Association Diagram (V2)

Research Area: CO2

The increasing interest of our Partners in CCUS applications led the WIP-Team to the development of our Cement Testing Methodology to study the effects of supercritical CO2 on Wellbore cements. Two eries of experiments are conducted, with the first sequence consisting of micro-CT scans, mineralogical investigations and compressive strength testing. This series is correlated with the results of our in-situ test cell, which allows continuous monitoring of ongoing changes within the cement using CT-scans in regular intervals

Research Area: Digital Flow Loop

Development of setup to study the displacement ability and fluid flow characteristics of complex fluids using a non-invasive approach.

Scope:
The experimental setup aims to explore the displacement behavior of two fluids in a controlled flow loop. To allow the simulation of not only horizontal/vertical pipe sections, the whole test section pipe can be shifted from 0 to 90°.
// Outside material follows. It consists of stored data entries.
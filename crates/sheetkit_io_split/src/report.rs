//! Split report models and mutable report builder.

use std::collections::BTreeMap;
use std::fmt;

use crate::spec::{SpecOutputFile, SpecSplitFailure};

/// Aggregate counters and diagnostics for one split run.
#[derive(Debug, Default, Clone)]
pub struct ReportSplit {
    /// Source sheets discovered in the input.
    pub cnt_sheets_source: u64,
    /// Data rows pulled from the source.
    pub cnt_rows_read: u64,
    /// Output sheets persisted.
    pub cnt_sheets_written: u64,
    /// Part files persisted.
    pub cnt_files_written: u64,
    /// Workers the run was partitioned into.
    pub cnt_workers: u64,
    /// Workers stopped before finishing their shard.
    pub cnt_workers_cancelled: u64,
    /// Persisted part files, by file index.
    pub files: Vec<SpecOutputFile>,
    /// Non-fatal notes (cancelled workers, pool fallback).
    pub warnings: Vec<String>,
    /// Per-worker failures.
    pub errors: Vec<SpecSplitFailure>,
}

impl ReportSplit {
    /// Number of collected hard errors.
    pub fn error_count(&self) -> usize {
        self.errors.len()
    }

    /// Number of collected warnings.
    pub fn warning_count(&self) -> usize {
        self.warnings.len()
    }

    /// Every worker finished and every planned file was persisted.
    pub fn is_success(&self) -> bool {
        self.errors.is_empty() && self.cnt_workers_cancelled == 0
    }

    /// Machine-readable counters.
    pub fn to_dict(&self) -> BTreeMap<String, u64> {
        let mut dict_counts = BTreeMap::new();
        dict_counts.insert("cnt_sheets_source".to_string(), self.cnt_sheets_source);
        dict_counts.insert("cnt_rows_read".to_string(), self.cnt_rows_read);
        dict_counts.insert("cnt_sheets_written".to_string(), self.cnt_sheets_written);
        dict_counts.insert("cnt_files_written".to_string(), self.cnt_files_written);
        dict_counts.insert("cnt_workers".to_string(), self.cnt_workers);
        dict_counts.insert(
            "cnt_workers_cancelled".to_string(),
            self.cnt_workers_cancelled,
        );
        dict_counts.insert("cnt_errors".to_string(), self.error_count() as u64);
        dict_counts.insert("cnt_warnings".to_string(), self.warning_count() as u64);
        dict_counts
    }

    /// Human-readable one-line summary.
    pub fn format(&self, prefix: &str) -> String {
        let dict_counts = self.to_dict();
        format!(
            "{prefix} sheets={} rows={} sheets_written={} files={} workers={} cancelled={} errors={} warnings={}",
            dict_counts["cnt_sheets_source"],
            dict_counts["cnt_rows_read"],
            dict_counts["cnt_sheets_written"],
            dict_counts["cnt_files_written"],
            dict_counts["cnt_workers"],
            dict_counts["cnt_workers_cancelled"],
            dict_counts["cnt_errors"],
            dict_counts["cnt_warnings"]
        )
    }
}

impl fmt::Display for ReportSplit {
    fn fmt(&self, f: &mut fmt::Formatter<'_>) -> fmt::Result {
        write!(f, "{}", self.format("[SPLIT]"))
    }
}

/// Mutable accumulator for split statistics; one per worker, merged at the end.
#[derive(Debug, Default, Clone)]
pub struct ReportSplitBuilder {
    /// See [`ReportSplit::cnt_sheets_source`].
    pub cnt_sheets_source: u64,
    /// See [`ReportSplit::cnt_rows_read`].
    pub cnt_rows_read: u64,
    /// See [`ReportSplit::cnt_workers`].
    pub cnt_workers: u64,
    /// See [`ReportSplit::cnt_workers_cancelled`].
    pub cnt_workers_cancelled: u64,
    /// See [`ReportSplit::files`].
    pub files: Vec<SpecOutputFile>,
    /// See [`ReportSplit::warnings`].
    pub warnings: Vec<String>,
    /// See [`ReportSplit::errors`].
    pub errors: Vec<SpecSplitFailure>,
}

impl ReportSplitBuilder {
    /// Increment read-row count by `value`.
    pub fn add_rows_read(&mut self, value: u64) {
        self.cnt_rows_read += value;
    }

    /// Record one persisted part file.
    pub fn add_file(&mut self, file: SpecOutputFile) {
        self.files.push(file);
    }

    /// Add warning message.
    pub fn add_warning(&mut self, warning: String) {
        self.warnings.push(warning);
    }

    /// Add one worker-scoped error.
    pub fn add_error(&mut self, worker_idx: usize, exception: String) {
        self.errors.push(SpecSplitFailure {
            worker_idx,
            exception,
        });
    }

    /// Record a worker stopped at a chunk boundary.
    pub fn add_cancelled(&mut self, warning: String) {
        self.cnt_workers_cancelled += 1;
        self.warnings.push(warning);
    }

    /// Fold a worker-local builder into this one.
    pub fn merge(&mut self, other: ReportSplitBuilder) {
        self.cnt_rows_read += other.cnt_rows_read;
        self.cnt_workers_cancelled += other.cnt_workers_cancelled;
        self.files.extend(other.files);
        self.warnings.extend(other.warnings);
        self.errors.extend(other.errors);
    }

    /// Finalize builder into immutable report.
    pub fn build(mut self) -> ReportSplit {
        self.files.sort_by_key(|file| file.n_file_idx);
        self.errors.sort_by_key(|failure| failure.worker_idx);

        ReportSplit {
            cnt_sheets_source: self.cnt_sheets_source,
            cnt_rows_read: self.cnt_rows_read,
            cnt_sheets_written: self.files.iter().map(|file| file.sheets.len() as u64).sum(),
            cnt_files_written: self.files.len() as u64,
            cnt_workers: self.cnt_workers,
            cnt_workers_cancelled: self.cnt_workers_cancelled,
            files: self.files,
            warnings: self.warnings,
            errors: self.errors,
        }
    }
}

#[cfg(test)]
mod tests {
    use std::path::PathBuf;

    use super::*;
    use crate::spec::SpecOutputSheet;

    fn make_file(n_file_idx: usize, n_sheets: usize) -> SpecOutputFile {
        SpecOutputFile {
            n_file_idx,
            path: PathBuf::from(format!("out/x_part{}.xlsx", n_file_idx + 1)),
            worker_idx: 0,
            sheets: (0..n_sheets)
                .map(|idx| SpecOutputSheet {
                    sheet_name: format!("S_{}", idx + 1),
                    source_sheet: "S".to_string(),
                    n_rows: 10,
                })
                .collect(),
        }
    }

    #[test]
    fn report_split_to_dict_and_format() {
        let report = ReportSplit {
            cnt_sheets_source: 2,
            cnt_rows_read: 120,
            cnt_sheets_written: 4,
            cnt_files_written: 2,
            cnt_workers: 1,
            cnt_workers_cancelled: 0,
            files: vec![],
            warnings: vec!["w".to_string()],
            errors: vec![],
        };

        let dict_counts = report.to_dict();
        assert_eq!(dict_counts["cnt_rows_read"], 120);
        assert_eq!(dict_counts["cnt_errors"], 0);
        assert_eq!(dict_counts["cnt_warnings"], 1);

        let txt = report.format("[SPLIT]");
        assert_eq!(
            txt,
            "[SPLIT] sheets=2 rows=120 sheets_written=4 files=2 workers=1 cancelled=0 errors=0 warnings=1"
        );
        assert_eq!(report.to_string(), txt);
        assert!(report.is_success());
    }

    #[test]
    fn builder_merges_workers_and_sorts_files() {
        let mut builder = ReportSplitBuilder {
            cnt_sheets_source: 3,
            cnt_workers: 2,
            ..ReportSplitBuilder::default()
        };

        let mut builder_w1 = ReportSplitBuilder::default();
        builder_w1.add_rows_read(30);
        builder_w1.add_file(make_file(2, 1));
        builder_w1.add_error(1, "disk full".to_string());

        let mut builder_w0 = ReportSplitBuilder::default();
        builder_w0.add_rows_read(50);
        builder_w0.add_file(make_file(0, 2));
        builder_w0.add_file(make_file(1, 1));

        builder.merge(builder_w1);
        builder.merge(builder_w0);
        let report = builder.build();

        assert_eq!(report.cnt_rows_read, 80);
        assert_eq!(report.cnt_files_written, 3);
        assert_eq!(report.cnt_sheets_written, 4);
        let l_idx: Vec<usize> = report.files.iter().map(|f| f.n_file_idx).collect();
        assert_eq!(l_idx, vec![0, 1, 2]);
        assert_eq!(report.error_count(), 1);
        assert!(!report.is_success());
    }

    #[test]
    fn cancelled_worker_is_not_success() {
        let mut builder = ReportSplitBuilder::default();
        builder.add_warning("pool fallback".to_string());
        assert!(builder.clone().build().is_success());

        builder.add_cancelled("worker 1 cancelled after 2 files".to_string());
        let report = builder.build();
        assert_eq!(report.error_count(), 0);
        assert_eq!(report.to_dict()["cnt_workers_cancelled"], 1);
        assert!(!report.is_success());
    }
}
By manipulating flow rates, eccentricity of annulus, angle of the whole test section pipe and fluid compositions, the influence of various parameters on the displacement patterns can be observed.

Observation of flow profile is carried out with a highspeed camera.

Industrial application:
Displacement flow of complex fluid in a confined geometry where one fluid pushes the other fluid in the flow direction occurs frequently in many natural and industrial systems. An understanding of the displacement ability and flow characteristics of these fluids is necessary to design and monitor the performance of the unit, process, and transportation operations.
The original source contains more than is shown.